La muerte de la ciencia es tan evidente que los científicos no han hablado durante la pandemia. Los Trump, los Putin, los Bolsonaro, el jefe de la OMS y otros que más parecen o son políticos que hombres de ciencia. Todos hablando sandeces, dando palos a ciegas. Que si el calor hará que el virus muera en junio, se publicó un trabajo negando lo efectos de la hidroxicloroquina y luego el trabajo se retiró por no haber pasado por las revisiones científicas establecidas, que si el virus mutará dentro de unos meses, que si el aplanamiento de la curva (como si ella sola se fuera a aplanar por si misma). La verdad es que no saben nada.
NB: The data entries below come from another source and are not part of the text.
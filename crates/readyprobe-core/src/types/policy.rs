//! Retry policy types
//!
//! A [`RetryPolicy`] is validated once, when it is built, and never changes
//! afterwards. Configuration files deserialize into [`RetryPolicyConfig`]
//! and are converted through [`TryFrom`], so an invalid policy is rejected
//! before any probe runs.

use crate::error::{Error, Result};
use serde::{Deserialize, Serialize};
use std::time::Duration;

/// Delay strategy applied between attempts
#[derive(Debug, Clone, Copy, PartialEq, Eq, Serialize, Deserialize, Default)]
#[serde(rename_all = "kebab-case")]
pub enum RetryStrategy {
    /// Retry immediately
    None,

    /// Same delay between every pair of attempts (default)
    #[default]
    FixedDelay,

    /// Delay multiplied by `backoff-multiplier` after every attempt
    ExponentialBackoff,

    /// Delay grows by `delay-ms` after every attempt
    LinearBackoff,
}

/// Raw, unvalidated retry policy as it appears in configuration files
#[derive(Debug, Clone, PartialEq, Serialize, Deserialize)]
#[serde(rename_all = "kebab-case")]
pub struct RetryPolicyConfig {
    /// Number of attempts inside the retry budget
    #[serde(default = "default_max_attempts")]
    pub max_attempts: u32,

    /// Delay strategy
    #[serde(default)]
    pub strategy: RetryStrategy,

    /// Base delay in milliseconds
    #[serde(default = "default_delay")]
    pub delay_ms: u64,

    /// Backoff multiplier for exponential strategies
    #[serde(default = "default_backoff_multiplier")]
    pub backoff_multiplier: f64,

    /// Upper bound for exponential and linear delays, in milliseconds
    #[serde(default = "default_max_delay")]
    pub max_delay_ms: u64,

    /// Optional bound on a single attempt, in milliseconds
    #[serde(default, skip_serializing_if = "Option::is_none")]
    pub attempt_timeout_ms: Option<u64>,
}

impl Default for RetryPolicyConfig {
    fn default() -> Self {
        Self {
            max_attempts: default_max_attempts(),
            strategy: RetryStrategy::default(),
            delay_ms: default_delay(),
            backoff_multiplier: default_backoff_multiplier(),
            max_delay_ms: default_max_delay(),
            attempt_timeout_ms: None,
        }
    }
}

fn default_max_attempts() -> u32 {
    3
}
fn default_delay() -> u64 {
    1000
}
fn default_backoff_multiplier() -> f64 {
    2.0
}
fn default_max_delay() -> u64 {
    30000
}

/// Validated, immutable retry policy
///
/// `max_attempts` counts the attempts inside the retry budget. Pollers that
/// perform an unconditional final attempt after exhausting the budget make
/// at most `max_attempts + 1` invocations.
#[derive(Debug, Clone, PartialEq, Serialize, Deserialize)]
#[serde(try_from = "RetryPolicyConfig", into = "RetryPolicyConfig")]
pub struct RetryPolicy {
    max_attempts: u32,
    strategy: RetryStrategy,
    delay: Duration,
    backoff_multiplier: f64,
    max_delay: Duration,
    attempt_timeout: Option<Duration>,
}

impl RetryPolicy {
    /// Build a fixed-delay policy
    ///
    /// # Example
    ///
    /// ```rust
    /// use readyprobe_core::types::RetryPolicy;
    /// use std::time::Duration;
    ///
    /// let policy = RetryPolicy::fixed(3, Duration::from_millis(100)).unwrap();
    /// assert_eq!(policy.max_attempts(), 3);
    ///
    /// assert!(RetryPolicy::fixed(0, Duration::ZERO).is_err());
    /// ```
    pub fn fixed(max_attempts: u32, delay: Duration) -> Result<Self> {
        Self::try_from(RetryPolicyConfig {
            max_attempts,
            strategy: RetryStrategy::FixedDelay,
            delay_ms: duration_ms(delay),
            ..RetryPolicyConfig::default()
        })
    }

    /// Return a copy of this policy with a per-attempt timeout
    pub fn with_attempt_timeout(self, timeout: Duration) -> Result<Self> {
        let mut config = RetryPolicyConfig::from(self);
        config.attempt_timeout_ms = Some(duration_ms(timeout));
        Self::try_from(config)
    }

    /// Number of attempts inside the retry budget
    pub fn max_attempts(&self) -> u32 {
        self.max_attempts
    }

    /// Delay strategy
    pub fn strategy(&self) -> RetryStrategy {
        self.strategy
    }

    /// Base delay between attempts
    pub fn delay(&self) -> Duration {
        self.delay
    }

    /// Backoff multiplier used by the exponential strategy
    pub fn backoff_multiplier(&self) -> f64 {
        self.backoff_multiplier
    }

    /// Cap applied to exponential and linear delays
    pub fn max_delay(&self) -> Duration {
        self.max_delay
    }

    /// Bound on a single attempt, if any
    pub fn attempt_timeout(&self) -> Option<Duration> {
        self.attempt_timeout
    }
}

impl Default for RetryPolicy {
    fn default() -> Self {
        let config = RetryPolicyConfig::default();
        Self {
            max_attempts: config.max_attempts,
            strategy: config.strategy,
            delay: Duration::from_millis(config.delay_ms),
            backoff_multiplier: config.backoff_multiplier,
            max_delay: Duration::from_millis(config.max_delay_ms),
            attempt_timeout: None,
        }
    }
}

impl TryFrom<RetryPolicyConfig> for RetryPolicy {
    type Error = Error;

    fn try_from(config: RetryPolicyConfig) -> Result<Self> {
        if config.max_attempts < 1 {
            return Err(Error::invalid_policy("max-attempts must be at least 1"));
        }

        // The final unconditional attempt is numbered max_attempts + 1
        if config.max_attempts == u32::MAX {
            return Err(Error::invalid_policy(format!(
                "max-attempts must be below {}",
                u32::MAX
            )));
        }

        if !config.backoff_multiplier.is_finite() || config.backoff_multiplier < 1.0 {
            return Err(Error::invalid_policy(format!(
                "backoff-multiplier must be a finite number >= 1.0, got {}",
                config.backoff_multiplier
            )));
        }

        if config.attempt_timeout_ms == Some(0) {
            return Err(Error::invalid_policy(
                "attempt-timeout-ms must be greater than 0 when set",
            ));
        }

        Ok(Self {
            max_attempts: config.max_attempts,
            strategy: config.strategy,
            delay: Duration::from_millis(config.delay_ms),
            backoff_multiplier: config.backoff_multiplier,
            max_delay: Duration::from_millis(config.max_delay_ms),
            attempt_timeout: config.attempt_timeout_ms.map(Duration::from_millis),
        })
    }
}

impl From<RetryPolicy> for RetryPolicyConfig {
    fn from(policy: RetryPolicy) -> Self {
        Self {
            max_attempts: policy.max_attempts,
            strategy: policy.strategy,
            delay_ms: duration_ms(policy.delay),
            backoff_multiplier: policy.backoff_multiplier,
            max_delay_ms: duration_ms(policy.max_delay),
            attempt_timeout_ms: policy.attempt_timeout.map(duration_ms),
        }
    }
}

fn duration_ms(duration: Duration) -> u64 {
    u64::try_from(duration.as_millis()).unwrap_or(u64::MAX)
}

#[cfg(test)]
mod tests {
    use super::*;

    #[test]
    fn test_default_policy() {
        let policy = RetryPolicy::default();
        assert_eq!(policy.max_attempts(), 3);
        assert_eq!(policy.strategy(), RetryStrategy::FixedDelay);
        assert_eq!(policy.delay(), Duration::from_millis(1000));
        assert_eq!(policy.attempt_timeout(), None);
    }

    #[test]
    fn test_fixed_policy() {
        let policy = RetryPolicy::fixed(5, Duration::from_millis(250)).unwrap();
        assert_eq!(policy.max_attempts(), 5);
        assert_eq!(policy.strategy(), RetryStrategy::FixedDelay);
        assert_eq!(policy.delay(), Duration::from_millis(250));
    }

    #[test]
    fn test_fixed_policy_keeps_long_delays_uncapped() {
        let policy = RetryPolicy::fixed(2, Duration::from_secs(60)).unwrap();
        assert_eq!(policy.max_delay(), Duration::from_secs(30));
        assert_eq!(
            crate::retry::calculate_delay(&policy, 1, false),
            Duration::from_secs(60)
        );
    }

    #[test]
    fn test_zero_attempts_rejected() {
        let err = RetryPolicy::fixed(0, Duration::from_millis(10)).unwrap_err();
        assert!(err.is_invalid_policy());
        assert!(err.to_string().contains("max-attempts"));
    }

    #[test]
    fn test_max_attempts_leaves_room_for_final_attempt() {
        let err = RetryPolicy::fixed(u32::MAX, Duration::ZERO).unwrap_err();
        assert!(err.is_invalid_policy());

        let policy = RetryPolicy::fixed(u32::MAX - 1, Duration::ZERO).unwrap();
        assert_eq!(policy.max_attempts(), u32::MAX - 1);
    }

    #[test]
    fn test_multiplier_below_one_rejected() {
        let config = RetryPolicyConfig {
            backoff_multiplier: 0.5,
            ..RetryPolicyConfig::default()
        };
        assert!(RetryPolicy::try_from(config).unwrap_err().is_invalid_policy());

        let config = RetryPolicyConfig {
            backoff_multiplier: f64::NAN,
            ..RetryPolicyConfig::default()
        };
        assert!(RetryPolicy::try_from(config).is_err());
    }

    #[test]
    fn test_attempt_timeout() {
        let policy = RetryPolicy::default()
            .with_attempt_timeout(Duration::from_millis(500))
            .unwrap();
        assert_eq!(policy.attempt_timeout(), Some(Duration::from_millis(500)));

        assert!(RetryPolicy::default()
            .with_attempt_timeout(Duration::ZERO)
            .is_err());
    }

    #[test]
    fn test_deserialize_validates() {
        let yaml = "max-attempts: 4\nstrategy: linear-backoff\ndelay-ms: 20\n";
        let policy: RetryPolicy = serde_yaml_ng::from_str(yaml).unwrap();
        assert_eq!(policy.max_attempts(), 4);
        assert_eq!(policy.strategy(), RetryStrategy::LinearBackoff);
        assert_eq!(policy.delay(), Duration::from_millis(20));

        let invalid: std::result::Result<RetryPolicy, _> =
            serde_yaml_ng::from_str("max-attempts: 0\n");
        assert!(invalid.is_err());
    }

    #[test]
    fn test_negative_delay_rejected_by_deserialization() {
        let invalid: std::result::Result<RetryPolicy, _> =
            serde_yaml_ng::from_str("max-attempts: 2\ndelay-ms: -100\n");
        assert!(invalid.is_err());
    }

    #[test]
    fn test_serialize_kebab_case() {
        let policy = RetryPolicy::fixed(2, Duration::from_millis(100)).unwrap();
        let yaml = serde_yaml_ng::to_string(&policy).unwrap();
        assert!(yaml.contains("max-attempts: 2"));
        assert!(yaml.contains("strategy: fixed-delay"));
        assert!(yaml.contains("delay-ms: 100"));
        assert!(!yaml.contains("attempt-timeout-ms"));
    }
}
//! Mock server helpers for endpoint health testing

use wiremock::matchers::{method, path};
use wiremock::{Mock, MockServer, ResponseTemplate};

/// GET `route` always answers `status`
pub async fn mock_status(server: &MockServer, route: &str, status: u16) {
    Mock::given(method("GET"))
        .and(path(route))
        .respond_with(ResponseTemplate::new(status))
        .mount(server)
        .await;
}

/// GET `route` answers `failing_status` `fail_count` times, then `status`
pub async fn mock_flaky(
    server: &MockServer,
    route: &str,
    failing_status: u16,
    fail_count: u64,
    status: u16,
) {
    Mock::given(method("GET"))
        .and(path(route))
        .respond_with(ResponseTemplate::new(failing_status))
        .up_to_n_times(fail_count)
        .mount(server)
        .await;

    Mock::given(method("GET"))
        .and(path(route))
        .respond_with(ResponseTemplate::new(status))
        .mount(server)
        .await;
}

/// GET `route` redirects to `location`
pub async fn mock_redirect(server: &MockServer, route: &str, status: u16, location: &str) {
    Mock::given(method("GET"))
        .and(path(route))
        .respond_with(ResponseTemplate::new(status).insert_header("Location", location))
        .mount(server)
        .await;
}

/// Number of requests the server has seen
pub async fn request_count(server: &MockServer) -> usize {
    server
        .received_requests()
        .await
        .map(|requests| requests.len())
        .unwrap_or(0)
}

/// Full URL for `route` on `server`
pub fn url_for(server: &MockServer, route: &str) -> String {
    format!("{}{}", server.uri(), route)
}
Ah, perdón, algo saben, nos han metido mascarillas, guantes y otros insumos de protección y nos han llenado de miedo y han jodido hasta su propia economía.

Esta pandemia ha demostrado que nos gobiernan los tipos listos, no los inteligentes los ambiciosos, no los sabios y los que una vez fueron científicos y filósofos son ahora empleados del gobierno y de  las corporaciones. Ya no orientan ni son referente, obedecen y se someten al poder in cuestionar su legitimidad ni la causa que sirven: no tienen voz ni voto, solo les importa un cheque grande a fin de año.

El Señor de los cristianos nos agarre confesados.